Virtual classes seem like a new option to explore, but it’s been around a lot longer than you might think. From exercise recordings (yes, recordings!) To VHS, DVDs, and even TV shows, it has long been possible for consumers to train remotely with an instructor. However, GFIs have only recently begun a full exploration of how the many virtual options that exist can expand their reach. Virtual sessions come in many shapes and sizes, but we can divide them into two broad categories to start our conversation:

Synchronous

Assynchronous

GFI and pThe participants train at the same timebut in different places over the use of Wireless Internet access– –activated devices. This is sometimes referred to as “live streaming”.

GFI and pParticipants are Not train at the same time. Classes can be delivered via a Wireless Internet access– –activated device or offline downloaded once. The exercise experience itself is recorded by the GFI and the participants access the recording at a separate time. This is sometimes referred to as “video on demand”.

If you choose synchronous training options, you have two options:

  • One-way transmission: In a one-way broadcast, participants can see the instructor, but the instructor cannot see the participants and the participants cannot see each other. That way, you can avoid possible distractions or interference from attendees that may appear on-screen, and allow attendees to focus more on your direction and cueing. Some participants may also find solace in the anonymity of a one-way broadcast, especially in the new (er) exercises or format. In addition, in most cases the quality of the stream is improved compared to a bidirectional transmission.
  • Two-way shipment: In a two-way broadcast, participants can see the instructor, and when they turn on their video they can be seen by the instructor and each other. This allows you to view the attendees while you are training, and allows attendees to view themselves while attending (similar to a mirror in a personal class). Establishing a connection is a little easier when cameras and chat functions are available. Some may even prefer the intimate and personal nature of being with each other in a home setting.

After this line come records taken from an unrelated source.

//! Admission control for login and TOTP endpoints.
//!
//! Two independent algorithms:
//! - [`RefillingTokenBucket`]: capacity-based, lazily refilled at access time,
//!   keyed by IP or user id.
//! - [`Throttler`]: exponential backoff over a fixed delay table, keyed by
//!   user id, reset on successful authentication.
//!
//! Both keep per-key state behind its own mutex so concurrent requests for
//! the same key are serialized without serializing unrelated keys.

use chrono::{DateTime, Duration, Utc};
use std::collections::HashMap;
use std::hash::Hash;
use std::sync::Arc;
use tokio::sync::{Mutex, RwLock};

#[derive(Debug)]
struct BucketEntry {
    count: f64,
    refilled_at: DateTime<Utc>,
    last_access: DateTime<Utc>,
}

pub struct RefillingTokenBucket<K> {
    capacity: f64,
    refill_interval_seconds: f64,
    entries: RwLock<HashMap<K, Arc<Mutex<BucketEntry>>>>,
}

fn elapsed_seconds(since: DateTime<Utc>, now: DateTime<Utc>) -> f64 {
    (now - since).num_milliseconds() as f64 / 1000.0
}

impl<K> RefillingTokenBucket<K>
where
    K: Eq + Hash + Clone + Send + Sync,
{
    /// `capacity` tokens, refilled at 1 token per `refill_interval_seconds`.
    pub fn new(capacity: u32, refill_interval_seconds: f64) -> Self {
        Self {
            capacity: f64::from(capacity),
            refill_interval_seconds,
            entries: RwLock::new(HashMap::new()),
        }
    }

    fn refilled(&self, count: f64, refilled_at: DateTime<Utc>, now: DateTime<Utc>) -> f64 {
        let refill = elapsed_seconds(refilled_at, now) / self.refill_interval_seconds;
        (count + refill).min(self.capacity)
    }

    /// Read-only pre-flight check. An absent key counts as a full bucket and
    /// no entry is created.
    pub async fn check(&self, key: &K, cost: u32) -> bool {
        let entry = {
            let entries = self.entries.read().await;
            match entries.get(key) {
                Some(entry) => Arc::clone(entry),
                None => return self.capacity >= f64::from(cost),
            }
        };
        let guard = entry.lock().await;
        self.refilled(guard.count, guard.refilled_at, Utc::now()) >= f64::from(cost)
    }

    /// Atomic check-and-deduct. On refusal the lazily computed refill is
    /// still persisted so it is not recomputed from a stale instant later.
    pub async fn consume(&self, key: &K, cost: u32) -> bool {
        let entry = {
            let mut entries = self.entries.write().await;
            let capacity = self.capacity;
            Arc::clone(entries.entry(key.clone()).or_insert_with(|| {
                Arc::new(Mutex::new(BucketEntry {
                    count: capacity,
                    refilled_at: Utc::now(),
                    last_access: Utc::now(),
                }))
            }))
        };

        let mut guard = entry.lock().await;
        let now = Utc::now();
        let refilled = self.refilled(guard.count, guard.refilled_at, now);
        guard.refilled_at = now;
        guard.last_access = now;
        if refilled >= f64::from(cost) {
            guard.count = refilled - f64::from(cost);
            true
        } else {
            guard.count = refilled;
            false
        }
    }

    /// Drops entries not touched within `max_idle`.
    pub async fn sweep(&self, max_idle: Duration) {
        let cutoff = Utc::now() - max_idle;
        let mut entries = self.entries.write().await;
        let mut keep = HashMap::with_capacity(entries.len());
        for (key, entry) in entries.drain() {
            let last_access = entry.lock().await.last_access;
            if last_access > cutoff {
                keep.insert(key, entry);
            }
        }
        *entries = keep;
    }
}

#[derive(Debug)]
struct ThrottleEntry {
    failure_index: usize,
    last_failure_at: DateTime<Utc>,
}

pub struct Throttler<K> {
    delays: Vec<u64>,
    entries: RwLock<HashMap<K, Arc<Mutex<ThrottleEntry>>>>,
}

impl<K> Throttler<K>
where
    K: Eq + Hash + Clone + Send + Sync,
{
    /// `delays` is an ascending table of required waits in seconds. Once the
    /// table is exhausted the last delay applies forever; nothing resets
    /// automatically.
    pub fn new(delays: Vec<u64>) -> Self {
        debug_assert!(!delays.is_empty());
        Self {
            delays,
            entries: RwLock::new(HashMap::new()),
        }
    }

    fn required_delay(&self, failure_index: usize) -> u64 {
        self.delays[failure_index.min(self.delays.len() - 1)]
    }

    /// First attempt for a fresh key is admitted immediately; each admitted
    /// attempt arms the next delay in the table. An attempt arriving before
    /// the armed delay has elapsed is rejected without mutating state.
    pub async fn consume(&self, key: &K) -> bool {
        let entry = {
            let mut entries = self.entries.write().await;
            match entries.get(key) {
                Some(entry) => Arc::clone(entry),
                None => {
                    entries.insert(
                        key.clone(),
                        Arc::new(Mutex::new(ThrottleEntry {
                            failure_index: 1,
                            last_failure_at: Utc::now(),
                        })),
                    );
                    return true;
                }
            }
        };

        let mut guard = entry.lock().await;
        let now = Utc::now();
        let required = self.required_delay(guard.failure_index) as f64;
        if elapsed_seconds(guard.last_failure_at, now) < required {
            return false;
        }
        guard.failure_index = (guard.failure_index + 1).min(self.delays.len() - 1);
        guard.last_failure_at = now;
        true
    }

    /// Deletes the key's entry entirely; the next consume behaves like a
    /// first attempt.
    pub async fn reset(&self, key: &K) {
        self.entries.write().await.remove(key);
    }

    /// Drops entries whose last failure is older than `max_idle`.
    pub async fn sweep(&self, max_idle: Duration) {
        let cutoff = Utc::now() - max_idle;
        let mut entries = self.entries.write().await;
        let mut keep = HashMap::with_capacity(entries.len());
        for (key, entry) in entries.drain() {
            let last = entry.lock().await.last_failure_at;
            if last > cutoff {
                keep.insert(key, entry);
            }
        }
        *entries = keep;
    }
}

#[cfg(test)]
mod tests {
    use super::*;
    use tokio::time::{sleep, Duration as TokioDuration};

    #[tokio::test]
    async fn test_bucket_exhausts_then_refills() {
        let bucket = RefillingTokenBucket::new(3, 0.3);
        let key = "10.0.0.1".to_string();

        for _ in 0..3 {
            assert!(bucket.consume(&key, 1).await);
        }
        assert!(!bucket.consume(&key, 1).await);

        // one refill interval restores one token
        sleep(TokioDuration::from_millis(350)).await;
        assert!(bucket.consume(&key, 1).await);
        assert!(!bucket.consume(&key, 1).await);
    }

    #[tokio::test]
    async fn test_check_does_not_deduct_or_create() {
        let bucket = RefillingTokenBucket::new(2, 60.0);
        let key = "user-1".to_string();

        // absent key behaves as a full bucket
        assert!(bucket.check(&key, 2).await);
        assert!(!bucket.check(&key, 3).await);

        assert!(bucket.consume(&key, 1).await);
        assert!(bucket.check(&key, 1).await);
        // repeated checks never spend tokens
        assert!(bucket.check(&key, 1).await);
        assert!(bucket.consume(&key, 1).await);
        assert!(!bucket.consume(&key, 1).await);
    }

    #[tokio::test]
    async fn test_bucket_never_exceeds_capacity() {
        let bucket = RefillingTokenBucket::new(2, 0.05);
        let key = "k".to_string();
        assert!(bucket.consume(&key, 1).await);
        // long idle: refill clamps at capacity, not beyond
        sleep(TokioDuration::from_millis(500)).await;
        assert!(bucket.consume(&key, 2).await);
        assert!(!bucket.check(&key, 3).await);
    }

    #[tokio::test]
    async fn test_throttler_backoff_sequence() {
        let throttler = Throttler::new(vec![0, 1, 2, 4, 8, 16]);
        let key = "user-9".to_string();

        // fresh key is admitted immediately
        assert!(throttler.consume(&key).await);
        // second attempt within 1s is rejected without mutation
        assert!(!throttler.consume(&key).await);
        assert!(!throttler.consume(&key).await);

        sleep(TokioDuration::from_millis(1100)).await;
        assert!(throttler.consume(&key).await);
        // required delay has advanced to 2s
        sleep(TokioDuration::from_millis(1100)).await;
        assert!(!throttler.consume(&key).await);
    }

    #[tokio::test]
    async fn test_throttler_reset_restores_first_attempt() {
        let throttler = Throttler::new(vec![0, 1, 2]);
        let key = "user-3".to_string();

        assert!(throttler.consume(&key).await);
        assert!(!throttler.consume(&key).await);

        throttler.reset(&key).await;
        assert!(throttler.consume(&key).await);
    }

    #[tokio::test]
    async fn test_throttler_delay_plateaus() {
        let throttler = Throttler::new(vec![0, 0, 0]);
        let key = "user-4".to_string();
        // index clamps at the table end instead of running off it
        for _ in 0..10 {
            assert!(throttler.consume(&key).await);
        }
    }

    #[tokio::test]
    async fn test_sweep_evicts_idle_entries() {
        let bucket = RefillingTokenBucket::new(1, 600.0);
        let key = "1.2.3.4".to_string();
        assert!(bucket.consume(&key, 1).await);
        assert!(!bucket.consume(&key, 1).await);

        bucket.sweep(Duration::zero()).await;
        // entry is gone, so the key starts from a full bucket again
        assert!(bucket.consume(&key, 1).await);

        let throttler = Throttler::new(vec![0, 300]);
        let tkey = "user-5".to_string();
        assert!(throttler.consume(&tkey).await);
        assert!(!throttler.consume(&tkey).await);
        throttler.sweep(Duration::zero()).await;
        assert!(throttler.consume(&tkey).await);
    }

    #[tokio::test]
    async fn test_same_key_consumes_are_linearized() {
        let bucket = Arc::new(RefillingTokenBucket::new(50, 3600.0));
        let key = "contended".to_string();

        let mut handles = Vec::new();
        for _ in 0..100 {
            let bucket = Arc::clone(&bucket);
            let key = key.clone();
            handles.push(tokio::spawn(
                async move { bucket.consume(&key, 1).await },
            ));
        }
        let mut admitted = 0;
        for handle in handles {
            if handle.await.unwrap() {
                admitted += 1;
            }
        }
        // no double-spend: exactly capacity admissions
        assert_eq!(admitted, 50);
    }
}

Asynchronous classes usually offer the highest quality if the tone and editing is good. There is also less chance of interference from Internet or streaming interruptions. Participants can also pause the video if they are interrupted during their experience. As with a one-way broadcast, the ability to train on their schedule and “anonymously” can increase a participant’s confidence and allow them to experiment with new teachers and formats to find the best fit.

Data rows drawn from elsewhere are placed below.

//! Error types for cookbook request handling.

use serde_json::{json, Value};
use thiserror::Error;

use crate::auth::{AuthError, WRONG_CREDENTIALS};
use crate::recipe::ValidationError;
use crate::store::StoreError;

/// Terminal failure of a single request.
#[derive(Debug, Error)]
pub enum CookbookError {
    /// No recipe matched the id or filter.
    #[error("not found: {0}")]
    NotFound(String),
    /// A required field was missing on create.
    #[error(transparent)]
    Validation(#[from] ValidationError),
    /// Missing or invalid credentials.
    #[error("unauthorized: {0}")]
    Unauthorized(#[from] AuthError),
    /// The request body could not be decoded.
    #[error("invalid body: {0}")]
    InvalidBody(String),
    /// Store failure.
    #[error("store error: {0}")]
    Store(StoreError),
}

impl From<StoreError> for CookbookError {
    fn from(err: StoreError) -> Self {
        match err {
            StoreError::NotFound(id) => CookbookError::NotFound(format!("recipe {id}")),
            other => CookbookError::Store(other),
        }
    }
}

impl CookbookError {
    /// Map this error to an HTTP status code.
    pub fn status_code(&self) -> u16 {
        match self {
            CookbookError::NotFound(_) => 404,
            CookbookError::Validation(_) => 400,
            CookbookError::Unauthorized(_) => 403,
            CookbookError::InvalidBody(_) => 400,
            CookbookError::Store(_) => 500,
        }
    }

    /// JSON body sent back to the client.
    ///
    /// Validation errors are keyed by field; credential failures all share
    /// one message so the response does not reveal which part was wrong.
    pub fn body(&self) -> Value {
        match self {
            CookbookError::Validation(e) => json!({ "message": { e.field: e.message } }),
            CookbookError::Unauthorized(_) => json!({ "message": WRONG_CREDENTIALS }),
            CookbookError::Store(_) => json!({ "message": "internal store error" }),
            other => json!({ "message": other.to_string() }),
        }
    }
}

An often overlooked tool for asynchronous teaching is the use of audio instead of video to deliver recorded workouts to participants. Formats such as meditation, running, and cycling are the most common uses of this type of delivery, but strength, yoga, or stretching classes can work as well.

The audio experience provides a guided environment for participants who enjoy doing their own thing but still want the programming (what to do and when to do), cues, and motivation from a teacher. Auditory learners may find it easier to understand your training by being able to focus on the verbal cues.

Hybrid

Hybrid is a new (er) model in which a class is held personally and at the same time virtually transmitted to the participants. The combination of personal and virtual options can help increase your reach when personal capacity is limited. Additionally, the ability for attendees to tune in from outside your physical space provides flexibility and the ability for those who may not make it to your location to participate. Teaching to both a personal and virtual audience can be challenging for the instructor, but when mastered, offers a potential increase in ROI.